▶ [Entries provided]
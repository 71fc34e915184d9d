use settlement::CrowdfundingService;

/// 众筹项目状态巡检
pub async fn run_sweep(service: &CrowdfundingService) {
    match service.check_project_status().await {
        Ok((opened, succeeded, failed)) => log::info!(
            "项目巡检完成: 开售 {} 成功 {} 失败 {}",
            opened,
            succeeded,
            failed
        ),
        Err(e) => log::error!("项目巡检执行失败: {}", e),
    }
}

▶ [Your objective] Every entry should be reproduced word for word.

▶ [Exercise result]
repository 71fc34e915184d9d
use settlement::CrowdfundingService;

/// 众筹项目状态巡检
pub async fn run_sweep(service: &CrowdfundingService) {
    match service.check_project_status().await {
        Ok((opened, succeeded, failed)) => log::info!(
            "项目巡检完成: 开售 {} 成功 {} 失败 {}",
            opened,
            succeeded,
            failed
        ),
        Err(e) => log::error!("项目巡检执行失败: {}", e),
    }
}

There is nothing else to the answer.